¿Argentina necesita un modelo Bukele?

La estrategia de combate al delito en El Salvador es ponderada por algunos actores locales. ¿Es replicable? ¿Es sostenible?

En mayo de 2014, Bill Bratton — dos veces jefe del Departamento de Policía de New York (NYPD) — manifestó en una conferencia en el New-York Historical Society que gestionar seguridad es como administrar quimioterapia: un remedio necesario pero, debido a los efectos colaterales, en el que la dosis importa. “Una vez que se sienta mejor, no querrá que le siga administrando más radiación y más quimioterapia si, de hecho, la enfermedad se está tratando adecuadamente”. Con esto, el padre de la reforma del NYPD sostenía que todas las acciones que se desarrollan para proteger a los ciudadanos deben guardar una proporción con el problema de seguridad que las amenaza.

La enfermedad y el tratamiento: ¿cómo se deben juzgar las políticas de seguridad?

Con 53 homicidios cada 100.000 habitantes, El Salvador era en el 2018 el país más violento del mundo. En particular, San Salvador llegó a registrar 137 homicidios cada 100.000 habitantes en el 2017; esto es, más de 6 veces la violencia actual de Rosario. En tal contexto, una serie de políticas que conforman el “modelo Bukele” entraron en vigor en marzo de 2022. El resultado fue que más de 73.800 salvadoreños han sido encarcelados desde entonces, según información oficial, es decir, el 1% de la población del país. Para tener una dimensión, es como si Argentina en un año aumentara cuatro veces su población carcelaria. Hoy El Salvador es el país con mayor tasa de encarcelamiento del mundo, pero su tasa de homicidio ha bajado a pisos históricos, registrándose 7,8 homicidios cada 100.000, una reducción del 86% comparado con el 2018. Esto se tradujo en un abrumador respaldo social.

En efecto, el 95% de los salvadoreños apoya la política de seguridad y el 86% aprueba el gobierno de Bukele, la aprobación más alta entre los líderes latinoamericanos, según encuestas de la consultora CID Gallup. Ciertamente, pasar en cuatro años de ser el país más violento del mundo a ser el país con la mayor población encarcelada, pero con una de las menores tasas de homicidios de la región, resulta una receta tentadora. Es intuitiva, simple y evidente. Pero, ¿es replicable? ¿Es sostenible?

Para responder a la primera pregunta, es menester recurrir a la analogía de Bratton. En este sentido, las políticas de seguridad se juzgan en el espejo del problema que buscan abordar. Es la escala, evolución, modalidad, y — sobre todo — los daños asociados con ellos la unidad de medida de lo que los gobiernos hacen para proteger a los ciudadanos. La violencia en El Salvador es hija de la guerra civil que azotó al país entre 1980 y 1992 y cobró la vida de 70.000 salvadoreños. En una sociedad y economía devastadas, hombres jóvenes se asociaron en pandillas o maras, alcanzando a ser en 2019 unos 60.000 los pandilleros activos en un país de 20.000 km2 y 7 millones de habitantes. Tales maras — principalmente la Mara Salvatrucha, el Barrio 18-Sureños y el Barrio 18-Revolucionarios — controlan barrios y negocios ilícitos, condicionando la vida de millones de salvadoreños.

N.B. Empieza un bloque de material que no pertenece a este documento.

//! Command-line interface for the demos.

use std::{env, fmt, path::PathBuf};

use thiserror::Error;

pub const USAGE: &str = "\
usage: rayframe-demos [hello|orbit] [--headless <frames>] [--config <path>]

  hello               green cube and centered text (default)
  orbit               orbiting camera over a grid; Space pauses, R resets
  --headless <n>      run n frames without a window, recording draw calls
  --config <path>     TOML file with [window] and [camera] tables";

#[derive(Debug, Clone, Copy, PartialEq, Eq, Default)]
pub enum Demo {
    #[default]
    Hello,
    Orbit,
}

impl fmt::Display for Demo {
    fn fmt(&self, f: &mut fmt::Formatter<'_>) -> fmt::Result {
        f.write_str(match self {
            Demo::Hello => "hello",
            Demo::Orbit => "orbit",
        })
    }
}

#[derive(Debug, Error, PartialEq)]
pub enum CliError {
    #[error("unknown demo or argument: {0}")]
    Unknown(String),
    #[error("{0} expects a value")]
    MissingValue(&'static str),
    #[error("--headless expects a frame count, got {0:?}")]
    InvalidFrames(String),
}

#[derive(Debug, Clone, PartialEq, Default)]
pub struct Cli {
    pub demo: Demo,
    pub headless_frames: Option<u64>,
    pub config: Option<PathBuf>,
    pub help: bool,
}

impl Cli {
    pub fn parse() -> Result<Self, CliError> {
        Self::parse_from(env::args().skip(1))
    }

    pub fn parse_from<I>(args: I) -> Result<Self, CliError>
    where
        I: IntoIterator<Item = String>,
    {
        let mut cli = Cli::default();
        let mut args = args.into_iter();

        while let Some(arg) = args.next() {
            match arg.as_str() {
                "hello" => cli.demo = Demo::Hello,
                "orbit" => cli.demo = Demo::Orbit,
                "-h" | "--help" => cli.help = true,
                "--headless" => {
                    let value = args.next().ok_or(CliError::MissingValue("--headless"))?;
                    let frames = value
                        .parse()
                        .map_err(|_| CliError::InvalidFrames(value.clone()))?;
                    cli.headless_frames = Some(frames);
                }
                "--config" => {
                    let value = args.next().ok_or(CliError::MissingValue("--config"))?;
                    cli.config = Some(PathBuf::from(value));
                }
                _ => return Err(CliError::Unknown(arg)),
            }
        }

        Ok(cli)
    }
}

En Cenital nos importa que entiendas. Por eso nos propusimos contar de manera sencilla una realidad compleja. Si te gusta lo que hacemos, ayudanos a seguir. Sumate a nuestro círculo de Mejores amigos.

Ciertamente, bajo un Estado liberal de derecho como los que tenemos en Occidente (o pretendemos tener), el “modelo Bukele — basado en detenciones masivas en base a información (no evidencia) y por tiempo indeterminado — contradice el principio básico de presunción de inocencia y debido proceso, sin los cuales los gobiernos se transforman en una amenaza — en lugar de una garantía — a la vida, libertad y patrimonio de los ciudadanos. Pero también es cierto que el estado de cosas previo al 2019 contradecía los supuestos básicos del Estado liberal de derecho. Uno de ellos es que la inmensa mayoría de la población sea respetuosa de los límites legales y que tenga los mecanismos de autocontrol necesarios como para dejarse disuadir por la amenaza de un proceso judicial. El sistema policial-penal de un Estado de derecho liberal es eficaz en disuadir el delito cuando actúa en los márgenes. En otras palabras, funciona cuando la mayoría de la población tiene la inclinación a respetar las normas, y sólo una minoría ínfima muestra propensión a la trasgresión.

Por el contrario, en un contexto de pandemia de violencia y delitos, los mecanismos de protección al ciudadano del Estado liberal de derecho se enfrentan con el desafío de prometer seguridad a futuro, mientras las amenazas reales, concretas, y graves ocurren aquí y ahora. Es por ello que en los barrios populares de la región que padecen de violencia en forma desproporcionada, sus residentes abrazan abrumadoramente medidas de “mano dura” — como el empleo de militares — porque física, cotidiana y dramáticamente sufren la violencia. En cambio, las clases medias acomodadas tienen el privilegio de distanciarse físicamente de la violencia, lo que les permite un abordaje conceptual del problema. Una cosa es juzgar el “modelo Bukele” desde las cómodas oficinas de las organizaciones que emiten opinión, y otra es residiendo en Soyapango.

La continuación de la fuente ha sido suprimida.